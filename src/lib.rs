//! Tradesim - paper stock-trading ledger and position engine

pub mod api;
pub mod config;
pub mod error;
pub mod services;
pub mod types;

use axum::Router;
use config::Config;
use services::{LedgerEngine, SimulatedPriceFeed};
use std::sync::Arc;
use tower_http::cors::{Any, CorsLayer};
use tower_http::trace::TraceLayer;

/// Application state shared across handlers.
#[derive(Clone)]
pub struct AppState {
    pub config: Arc<Config>,
    pub ledger: Arc<LedgerEngine>,
    pub price_feed: Arc<SimulatedPriceFeed>,
}

/// Build the HTTP application with CORS and request tracing.
pub fn app(state: AppState) -> Router {
    let cors = CorsLayer::new()
        .allow_origin(Any)
        .allow_methods(Any)
        .allow_headers(Any);

    Router::new()
        .merge(api::router())
        .layer(cors)
        .layer(TraceLayer::new_for_http())
        .with_state(state)
}

// Re-export commonly used types
pub use services::{LedgerError, LedgerRepository, MemoryLedgerStore, SqliteLedgerStore};
pub use types::*;
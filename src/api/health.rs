use crate::AppState;
use axum::{extract::State, routing::get, Json, Router};
use serde::Serialize;

#[derive(Serialize)]
#[serde(rename_all = "camelCase")]
struct HealthResponse {
    status: &'static str,
    version: &'static str,
    /// Symbols the simulated feed currently prices
    priced_symbols: usize,
    /// Whether prices random-walk between sweeps
    simulate_prices: bool,
    stop_loss_interval_secs: u64,
}

async fn health(State(state): State<AppState>) -> Json<HealthResponse> {
    Json(HealthResponse {
        status: "ok",
        version: env!("CARGO_PKG_VERSION"),
        priced_symbols: state.price_feed.len(),
        simulate_prices: state.config.simulate_prices,
        stop_loss_interval_secs: state.config.stop_loss_interval.as_secs(),
    })
}

pub fn router() -> Router<AppState> {
    Router::new().route("/api/health", get(health))
}
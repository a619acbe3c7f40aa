//! Simulated market prices.
//!
//! The ledger never looks prices up itself; callers pass prices in or hand
//! over a lookup built from a [`PriceFeed`].

use crate::types::normalize_symbol;
use dashmap::DashMap;
use rand::Rng;
use rust_decimal::Decimal;
use rust_decimal_macros::dec;
use std::collections::BTreeMap;
use tracing::{debug, warn};

/// Lowest price the random walk can reach.
const PRICE_FLOOR: Decimal = dec!(0.01);

/// Source of current prices.
pub trait PriceFeed: Send + Sync {
    fn get_price(&self, symbol: &str) -> Option<Decimal>;
}

/// In-memory price table with an optional random walk.
pub struct SimulatedPriceFeed {
    prices: DashMap<String, Decimal>,
    /// Largest move per step, in basis points
    max_step_bps: i64,
}

impl SimulatedPriceFeed {
    pub fn new(max_step_bps: i64) -> Self {
        Self {
            prices: DashMap::new(),
            max_step_bps: max_step_bps.max(0),
        }
    }

    /// Feed seeded with initial prices.
    pub fn with_prices<I>(max_step_bps: i64, prices: I) -> Self
    where
        I: IntoIterator<Item = (String, Decimal)>,
    {
        let feed = Self::new(max_step_bps);
        for (symbol, price) in prices {
            feed.set_price(&symbol, price);
        }
        feed
    }

    /// Set a symbol's price. Returns the normalized symbol.
    pub fn set_price(&self, symbol: &str, price: Decimal) -> String {
        let symbol = normalize_symbol(symbol);
        self.prices.insert(symbol.clone(), price);
        symbol
    }

    pub fn get_price(&self, symbol: &str) -> Option<Decimal> {
        self.prices.get(&normalize_symbol(symbol)).map(|p| *p.value())
    }

    /// All known prices, ordered by symbol.
    pub fn snapshot(&self) -> BTreeMap<String, Decimal> {
        self.prices
            .iter()
            .map(|e| (e.key().clone(), *e.value()))
            .collect()
    }

    pub fn len(&self) -> usize {
        self.prices.len()
    }

    pub fn is_empty(&self) -> bool {
        self.prices.is_empty()
    }

    /// Move every price by a uniform random amount within the step bound.
    /// Returns the number of prices updated.
    pub fn step<R: Rng>(&self, rng: &mut R) -> usize {
        if self.max_step_bps == 0 {
            return 0;
        }

        // Symbol order keeps a seeded walk reproducible.
        let mut symbols: Vec<String> = self.prices.iter().map(|e| e.key().clone()).collect();
        symbols.sort();

        let mut updated = 0;
        for symbol in symbols {
            let Some(mut price) = self.prices.get_mut(&symbol) else {
                continue;
            };
            let bps = rng.gen_range(-self.max_step_bps..=self.max_step_bps);
            let factor = Decimal::ONE + Decimal::new(bps, 4);
            match price.checked_mul(factor) {
                Some(next) => {
                    *price = next.round_dp(2).max(PRICE_FLOOR);
                    updated += 1;
                }
                None => warn!("Price of {} out of range - left at {}", symbol, *price),
            }
        }
        debug!("Stepped {} simulated prices", updated);
        updated
    }
}

impl PriceFeed for SimulatedPriceFeed {
    fn get_price(&self, symbol: &str) -> Option<Decimal> {
        SimulatedPriceFeed::get_price(self, symbol)
    }
}

#[cfg(test)]
mod tests {
    use super::*;
    use rand::rngs::StdRng;
    use rand::SeedableRng;

    fn seeded() -> SimulatedPriceFeed {
        SimulatedPriceFeed::with_prices(
            50,
            [
                ("aapl".to_string(), dec!(150)),
                ("MSFT".to_string(), dec!(300)),
            ],
        )
    }

    #[test]
    fn test_symbols_are_normalized() {
        let feed = seeded();

        assert_eq!(feed.get_price("AAPL"), Some(dec!(150)));
        assert_eq!(feed.get_price(" msft "), Some(dec!(300)));
        assert_eq!(feed.get_price("TSLA"), None);
    }

    #[test]
    fn test_set_price_overwrites() {
        let feed = seeded();
        assert_eq!(feed.set_price("aapl", dec!(151.25)), "AAPL");

        assert_eq!(feed.get_price("AAPL"), Some(dec!(151.25)));
        assert_eq!(feed.len(), 2);
    }

    #[test]
    fn test_snapshot_is_ordered() {
        let feed = seeded();
        feed.set_price("AMZN", dec!(130));

        let symbols: Vec<String> = feed.snapshot().into_keys().collect();
        assert_eq!(symbols, vec!["AAPL", "AMZN", "MSFT"]);
    }

    #[test]
    fn test_step_stays_within_bounds() {
        let feed = seeded();
        let mut rng = StdRng::seed_from_u64(7);

        for _ in 0..100 {
            let before = feed.snapshot();
            assert_eq!(feed.step(&mut rng), 2);
            for (symbol, next) in feed.snapshot() {
                let prev = before[&symbol];
                let bound = (prev * dec!(0.005)).round_dp(2) + dec!(0.01);
                assert!((next - prev).abs() <= bound, "{symbol}: {prev} -> {next}");
                assert_eq!(next, next.round_dp(2));
            }
        }
    }

    #[test]
    fn test_step_is_deterministic_for_a_seed() {
        let a = seeded();
        let b = seeded();
        a.step(&mut StdRng::seed_from_u64(42));
        b.step(&mut StdRng::seed_from_u64(42));

        assert_eq!(a.snapshot(), b.snapshot());
    }

    #[test]
    fn test_step_respects_floor() {
        let feed = SimulatedPriceFeed::with_prices(10_000, [("PENNY".to_string(), dec!(0.01))]);
        let mut rng = StdRng::seed_from_u64(1);

        for _ in 0..50 {
            feed.step(&mut rng);
            assert!(feed.get_price("PENNY").unwrap() >= dec!(0.01));
        }
    }

    #[test]
    fn test_step_keeps_price_that_would_overflow() {
        let feed = SimulatedPriceFeed::with_prices(
            10_000,
            [
                ("HUGE".to_string(), Decimal::MAX),
                ("SMALL".to_string(), dec!(10)),
            ],
        );
        let mut rng = StdRng::seed_from_u64(5);

        for _ in 0..20 {
            let updated = feed.step(&mut rng);
            assert!(updated >= 1);
            assert!(feed.get_price("HUGE").unwrap() > Decimal::ZERO);
        }
    }

    #[test]
    fn test_usable_as_trait_object() {
        let feed: Box<dyn PriceFeed> = Box::new(seeded());

        assert_eq!(feed.get_price("aapl"), Some(dec!(150)));
        assert_eq!(feed.get_price("NOPE"), None);
    }

    #[test]
    fn test_zero_step_is_frozen() {
        let feed = SimulatedPriceFeed::with_prices(0, [("AAPL".to_string(), dec!(150))]);

        assert_eq!(feed.step(&mut StdRng::seed_from_u64(3)), 0);
        assert_eq!(feed.get_price("AAPL"), Some(dec!(150)));
    }
}
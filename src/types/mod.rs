pub mod ledger;
pub mod portfolio;

pub use ledger::*;
pub use portfolio::*;
//! Basic example demonstrating the CloudGuard API client.
//!
//! Run with:
//! ```
//! CLOUDGUARD_API_KEY=your-key CLOUDGUARD_API_SECRET=your-secret \
//! CLOUDGUARD_REGION=eu1 cargo run --example basic
//! ```

use cloudguard::{AsyncSession, Config};

#[tokio::main]
async fn main() -> cloudguard::Result<()> {
    // Initialize tracing for debugging (optional)
    tracing_subscriber::fmt::init();

    println!("Loading configuration...");
    let config = Config::load()?;
    println!("Resolved: {config}");

    let session = AsyncSession::with_config(config);

    // The client lives for the duration of the closure
    let accounts = session
        .scope(|client| async move {
            println!("Connected to: {}", client.base_url());
            let response = client.get("v2/CloudAccounts").await?;
            response.text().await.map_err(cloudguard::CloudGuardError::from)
        })
        .await??;

    println!("\n--- Cloud Accounts ---");
    println!("{accounts}");
    println!("\nSession still bound: {}", session.is_bound());

    Ok(())
}
//! CloudGuard API client library.
//!
//! Resolves credentials and the region from configuration files, environment
//! variables and explicit settings, then hands out HTTP clients bound to the
//! region's API endpoint and authenticated with the API key.
//!
//! # Quick Start
//!
//! ```no_run
//! use cloudguard::AsyncSession;
//!
//! #[tokio::main]
//! async fn main() -> cloudguard::Result<()> {
//!     // Files, then environment variables
//!     let session = AsyncSession::new()?;
//!
//!     let client = session.enter().await?;
//!     let response = client.get("v2/CloudAccounts").await?;
//!     println!("{}", response.text().await?);
//!
//!     Ok(())
//! }
//! ```
//!
//! # Configuration
//!
//! Later sources override earlier ones:
//!
//! 1. `~/.config/cloudguard/config` (or `CLOUDGUARD_CONFIG`), section
//!    `[default]`, option `region`
//! 2. `~/.config/cloudguard/credentials` (or `CLOUDGUARD_CREDENTIALS`),
//!    section `[default]`, options `api_key` and `api_secret`
//! 3. `CLOUDGUARD_REGION`, `CLOUDGUARD_API_KEY`, `CLOUDGUARD_API_SECRET`
//! 4. explicit [`Config::set_region`] / [`Config::credentials`]
//!
//! `~/.config` stands for `$XDG_CONFIG_HOME` when it is set.
//!
//! Regions can be given by code (`ap1`, `ap2`, `ap3`, `cace1`, `eu1`, `us`)
//! or by constant name (`IRELAND`, `UNITED_STATES`, ...).
//!
//! The library logs through `tracing` and never installs a subscriber.

mod client;
pub mod config;
mod credentials;
mod error;
pub mod region;
mod session;

// Re-export core types
pub use client::{ApiClient, AsyncApiClient};
pub use config::{Config, ConfigSource, RegionSetting};
pub use credentials::{ApiCredentials, Credentials};
pub use error::{CloudGuardError, IniError, Result};
pub use region::Region;

// Re-export sessions
pub use session::{
    default_session, reset_default_session, set_default_session, AnySession, AsyncSession,
    AsyncSessionGuard, Session, SessionBuilder, SessionGuard,
};

// Re-export the HTTP types callers need to go beyond the helpers
pub use reqwest::Method;
pub use secrecy::{ExposeSecret, SecretString};
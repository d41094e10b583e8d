//! CloudGuard client configuration.
//!
//! A [`Config`] is resolved from several layers. From lowest to highest
//! precedence:
//!
//! 1. the configuration file (`~/.config/cloudguard/config` or
//!    `CLOUDGUARD_CONFIG`) and credentials file
//!    (`~/.config/cloudguard/credentials` or `CLOUDGUARD_CREDENTIALS`),
//! 2. environment variables (`CLOUDGUARD_REGION`, `CLOUDGUARD_API_KEY`,
//!    `CLOUDGUARD_API_SECRET`),
//! 3. explicit assignment through [`Config::set_region`] and
//!    [`Config::credentials`].
//!
//! `~/.config` is replaced by `$XDG_CONFIG_HOME` when that is set, on every
//! platform. Missing files are not an error; malformed files are.

pub mod parser;
pub mod paths;

use std::fmt;
use std::path::Path;

use serde_json::Value;

use crate::credentials::Credentials;
use crate::error::{CloudGuardError, Result};
use crate::region::Region;

use parser::{Section, DEFAULT_SECTION};
use paths::{ENV_CLOUDGUARD_CONFIG, ENV_CLOUDGUARD_REGION};

/// Value accepted when assigning the region.
#[derive(Debug, Clone, PartialEq, Eq)]
pub enum RegionSetting {
    /// Unset the region.
    Clear,
    /// A region from the registry.
    Region(&'static Region),
    /// A region constant name or code, validated on assignment.
    Name(String),
}

impl From<&'static Region> for RegionSetting {
    fn from(region: &'static Region) -> Self {
        Self::Region(region)
    }
}

impl From<&str> for RegionSetting {
    fn from(name: &str) -> Self {
        Self::Name(name.to_string())
    }
}

impl From<String> for RegionSetting {
    fn from(name: String) -> Self {
        Self::Name(name)
    }
}

impl<T: Into<RegionSetting>> From<Option<T>> for RegionSetting {
    fn from(value: Option<T>) -> Self {
        value.map_or(Self::Clear, Into::into)
    }
}

/// Something a [`Config`] can be updated from.
///
/// Each accessor returns `None` when the source has no value for the field;
/// such fields are left untouched by [`Config::update`].
pub trait ConfigSource {
    /// Region carried by the source.
    fn region_value(&self) -> Option<RegionSetting> {
        None
    }

    /// Credentials carried by the source.
    fn credentials_value(&self) -> Option<Credentials> {
        None
    }
}

impl ConfigSource for Config {
    fn region_value(&self) -> Option<RegionSetting> {
        self.region.map(RegionSetting::Region)
    }

    fn credentials_value(&self) -> Option<Credentials> {
        (!self.credentials.is_empty()).then(|| self.credentials.clone())
    }
}

/// A parsed file section: the `region` option, if any.
impl ConfigSource for Section {
    fn region_value(&self) -> Option<RegionSetting> {
        self.get("region").cloned().map(RegionSetting::Name)
    }
}

impl ConfigSource for Credentials {
    fn credentials_value(&self) -> Option<Credentials> {
        Some(self.clone())
    }
}

/// Configuration of the CloudGuard client.
#[derive(Debug, Clone, Default)]
pub struct Config {
    region: Option<&'static Region>,
    /// Credentials used to authenticate against the API.
    pub credentials: Credentials,
}

impl Config {
    /// Empty configuration: no region, no credentials.
    pub fn new() -> Self {
        Self::default()
    }

    /// Build a configuration from dynamically named fields.
    ///
    /// Recognized fields are `region` (a name or code string, or `null`) and
    /// `credentials` (an object such as `{"api": {"key": "...", "secret":
    /// "..."}}`, or `null`).
    ///
    /// # Errors
    ///
    /// - [`CloudGuardError::UnknownField`] for any other field name.
    /// - [`CloudGuardError::TypeMismatch`] for a value of the wrong JSON type.
    /// - [`CloudGuardError::UnknownRegion`] for an unknown region string.
    pub fn from_fields<I, K>(fields: I) -> Result<Self>
    where
        I: IntoIterator<Item = (K, Value)>,
        K: AsRef<str>,
    {
        let mut config = Self::new();

        for (name, value) in fields {
            match name.as_ref() {
                "region" => match value {
                    Value::Null => config.set_region(RegionSetting::Clear)?,
                    Value::String(region) => config.set_region(region)?,
                    other => {
                        return Err(CloudGuardError::TypeMismatch {
                            field: "region",
                            expected: "a region name or code",
                            found: json_type_name(&other).to_string(),
                        })
                    }
                },
                "credentials" => match value {
                    Value::Null => config.credentials = Credentials::default(),
                    value @ Value::Object(_) => {
                        config.credentials = serde_json::from_value(value).map_err(|e| {
                            CloudGuardError::TypeMismatch {
                                field: "credentials",
                                expected: "credentials",
                                found: e.to_string(),
                            }
                        })?;
                    }
                    other => {
                        return Err(CloudGuardError::TypeMismatch {
                            field: "credentials",
                            expected: "credentials",
                            found: json_type_name(&other).to_string(),
                        })
                    }
                },
                unknown => return Err(CloudGuardError::UnknownField(unknown.to_string())),
            }
        }

        Ok(config)
    }

    /// Load a configuration from the files and the environment.
    ///
    /// The configuration file is read first, then `CLOUDGUARD_REGION` is
    /// applied, then credentials from the credentials file and the
    /// environment are merged in.
    ///
    /// # Errors
    ///
    /// - [`CloudGuardError::ConfigParse`] if a file exists but is malformed.
    /// - [`CloudGuardError::UnknownRegion`] if a region setting is not a known
    ///   region.
    pub fn load() -> Result<Self> {
        let mut config = Self::load_from_file(None)?;
        config.update(&Self::load_from_env()?)?;
        config.credentials.update(Credentials::load()?);
        Ok(config)
    }

    /// Load a configuration from `CLOUDGUARD_REGION`.
    ///
    /// # Errors
    ///
    /// Returns [`CloudGuardError::UnknownRegion`] if the variable is set to
    /// an unknown region.
    pub fn load_from_env() -> Result<Self> {
        let mut config = Self::new();
        if let Some(region) = paths::var(ENV_CLOUDGUARD_REGION) {
            config.set_region(region)?;
        }
        Ok(config)
    }

    /// Load a configuration from a file.
    ///
    /// Without an explicit path, `CLOUDGUARD_CONFIG` is used, then the
    /// default configuration path. Only the `[default]` section is read.
    ///
    /// # Errors
    ///
    /// - [`CloudGuardError::ConfigParse`] if the file exists but is malformed.
    /// - [`CloudGuardError::UnknownRegion`] if the file names an unknown
    ///   region.
    pub fn load_from_file(path: Option<&Path>) -> Result<Self> {
        let path = paths::resolve(path, ENV_CLOUDGUARD_CONFIG, paths::default_config_path);
        tracing::debug!(path = ?path, "loading configuration file");

        let raw = parser::read_or_empty(path.as_deref(), "configuration")?;

        let mut config = Self::new();
        if let Some(section) = raw.get(DEFAULT_SECTION) {
            config.update(section)?;
        }
        Ok(config)
    }

    /// Selected region.
    pub fn region(&self) -> Option<&'static Region> {
        self.region
    }

    /// Set the region used when building a client.
    ///
    /// On error the current region is left unchanged.
    ///
    /// # Errors
    ///
    /// Returns [`CloudGuardError::UnknownRegion`] if a name is not a known
    /// region.
    pub fn set_region(&mut self, value: impl Into<RegionSetting>) -> Result<()> {
        self.region = match value.into() {
            RegionSetting::Clear => None,
            RegionSetting::Region(region) => Some(region),
            RegionSetting::Name(name) => Some(Region::lookup(&name)?),
        };
        tracing::debug!(region = ?self.region.map(Region::code), "region set");
        Ok(())
    }

    /// Builder form of [`set_region`](Self::set_region).
    ///
    /// # Errors
    ///
    /// Returns [`CloudGuardError::UnknownRegion`] if a name is not a known
    /// region.
    pub fn with_region(mut self, value: impl Into<RegionSetting>) -> Result<Self> {
        self.set_region(value)?;
        Ok(self)
    }

    /// Builder form replacing the credentials.
    #[must_use]
    pub fn with_credentials(mut self, credentials: Credentials) -> Self {
        self.credentials = credentials;
        self
    }

    /// Update from another source. Fields the source does not carry are kept.
    ///
    /// # Errors
    ///
    /// Returns [`CloudGuardError::UnknownRegion`] if the source names an
    /// unknown region.
    pub fn update<S: ConfigSource + ?Sized>(&mut self, other: &S) -> Result<()> {
        match other.region_value() {
            None | Some(RegionSetting::Clear) => {}
            Some(region) => self.set_region(region)?,
        }
        if let Some(credentials) = other.credentials_value() {
            self.credentials = credentials;
        }
        Ok(())
    }
}

impl fmt::Display for Config {
    fn fmt(&self, f: &mut fmt::Formatter<'_>) -> fmt::Result {
        match self.region {
            Some(region) => write!(f, "Config(region={region}, ")?,
            None => f.write_str("Config(region=none, ")?,
        }
        write!(f, "credentials={})", self.credentials)
    }
}

fn json_type_name(value: &Value) -> &'static str {
    match value {
        Value::Null => "null",
        Value::Bool(_) => "boolean",
        Value::Number(_) => "number",
        Value::String(_) => "string",
        Value::Array(_) => "array",
        Value::Object(_) => "object",
    }
}

/// Alias for [`Config::load`].
pub fn load() -> Result<Config> {
    Config::load()
}

/// Alias for [`Config::load_from_env`].
pub fn load_from_env() -> Result<Config> {
    Config::load_from_env()
}

/// Alias for [`Config::load_from_file`].
pub fn load_from_file(path: Option<&Path>) -> Result<Config> {
    Config::load_from_file(path)
}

·····

Lines from the top of the data above through the line containing "use crate::AppState;" must be repeated exactly. All other lines stay out.

- Response below:
filename src/lib.rs
//! Tradesim - paper stock-trading ledger and position engine

pub mod api;
pub mod config;
pub mod error;
pub mod services;
pub mod types;

use axum::Router;
use config::Config;
use services::{LedgerEngine, SimulatedPriceFeed};
use std::sync::Arc;
use tower_http::cors::{Any, CorsLayer};
use tower_http::trace::TraceLayer;

/// Application state shared across handlers.
#[derive(Clone)]
pub struct AppState {
    pub config: Arc<Config>,
    pub ledger: Arc<LedgerEngine>,
    pub price_feed: Arc<SimulatedPriceFeed>,
}

/// Build the HTTP application with CORS and request tracing.
pub fn app(state: AppState) -> Router {
    let cors = CorsLayer::new()
        .allow_origin(Any)
        .allow_methods(Any)
        .allow_headers(Any);

    Router::new()
        .merge(api::router())
        .layer(cors)
        .layer(TraceLayer::new_for_http())
        .with_state(state)
}

// Re-export commonly used types
pub use services::{LedgerError, LedgerRepository, MemoryLedgerStore, SqliteLedgerStore};
pub use types::*;
filename src/api/health.rs
use crate::AppState;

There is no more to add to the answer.